D. Measurement of Angle of repose of the prepared tablet bases:
The angle of repose was measured for the SD and FD bases, so as to observe the flow properties of such bases. The method employed a funnel secured with its tip at a given height (H), above the graph paper placed on horizontal surface. Treated base powders were poured through the funnel until the apex of conical pile touched the tip of the funnel. The angle of repose was calculated using the following formula, tan a = H/R where a is the angle of repose and R is the radius of conical pile (12). The angle of repose was calculated as the mean of three determinations.

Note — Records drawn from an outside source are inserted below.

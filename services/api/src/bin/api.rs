//! services/api/src/bin/api.rs

use api_lib::{
    adapters::{
        FileExtractor, OllamaClient, OllamaTextAdapter, OllamaVisionAdapter,
        TesseractOcrAdapter,
    },
    config::Config,
    error::ApiError,
    web::{router, state::AppState},
};
use insighthub_core::{Assistant, SessionStore};
use std::sync::Arc;
use tracing::{info, warn};
use tracing_subscriber::{layer::SubscriberExt, util::SubscriberInitExt};

#[tokio::main]
async fn main() -> Result<(), ApiError> {
    // --- 1. Load Configuration & Set Up Logging ---
    let config = Arc::new(Config::from_env()?);
    tracing_subscriber::registry()
        .with(tracing_subscriber::EnvFilter::new(config.log_level.to_string()))
        .with(tracing_subscriber::fmt::layer())
        .init();
    info!("Configuration loaded. Starting server...");

    // --- 2. Initialize Service Adapters ---
    if config.model_url.is_none() {
        warn!("OLLAMA_UNIFIED_URL is not set; model answers will use the local fallbacks.");
    }
    let ollama = OllamaClient::new(
        config.model_url.clone(),
        config.model_id.clone(),
        config.model_timeout,
    )?;
    info!("Using model '{}'.", ollama.model_id());

    let extractor = Arc::new(FileExtractor::new(config.docx_chunk_chars));
    let ocr = Arc::new(TesseractOcrAdapter::new(
        config.tesseract_cmd.clone(),
        config.ocr_timeout,
    ));
    let text_model = Arc::new(OllamaTextAdapter::new(ollama.clone()));
    let vision_model = Arc::new(OllamaVisionAdapter::new(ollama));

    // --- 3. Build the Shared AppState ---
    let store = Arc::new(SessionStore::new(config.session_ttl_secs));
    let assistant = Arc::new(Assistant::new(
        store,
        extractor,
        ocr,
        text_model,
        vision_model,
    ));
    let app_state = Arc::new(AppState {
        assistant,
        config: config.clone(),
    });

    // --- 4. Create the Web Router ---
    let app = router(app_state);

    // --- 5. Start the Server ---
    info!("Starting server on {}", config.bind_address);
    info!(
        "Swagger UI available at http://{}/swagger-ui",
        config.bind_address
    );
    let listener = tokio::net::TcpListener::bind(&config.bind_address).await?;
    axum::serve(listener, app).await?;

    Ok(())
}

E. Determination of moisture content of the prepared tablet bases:
Weight loss on drying was determined using a Mettler moisture balance (Meltter PM 480 Delta Range, Switzerland). Five gms of each prepared base powder was put in the pan of the balance. Heating temperature was set at 100 oC and the time mode was set at 30 seconds which means continuous heating of the sample after removal of the free water content for the 30 seconds (13). The percentage moisture content was directly recorded. The test was carried out on triplicate for each base and the mean values were considered.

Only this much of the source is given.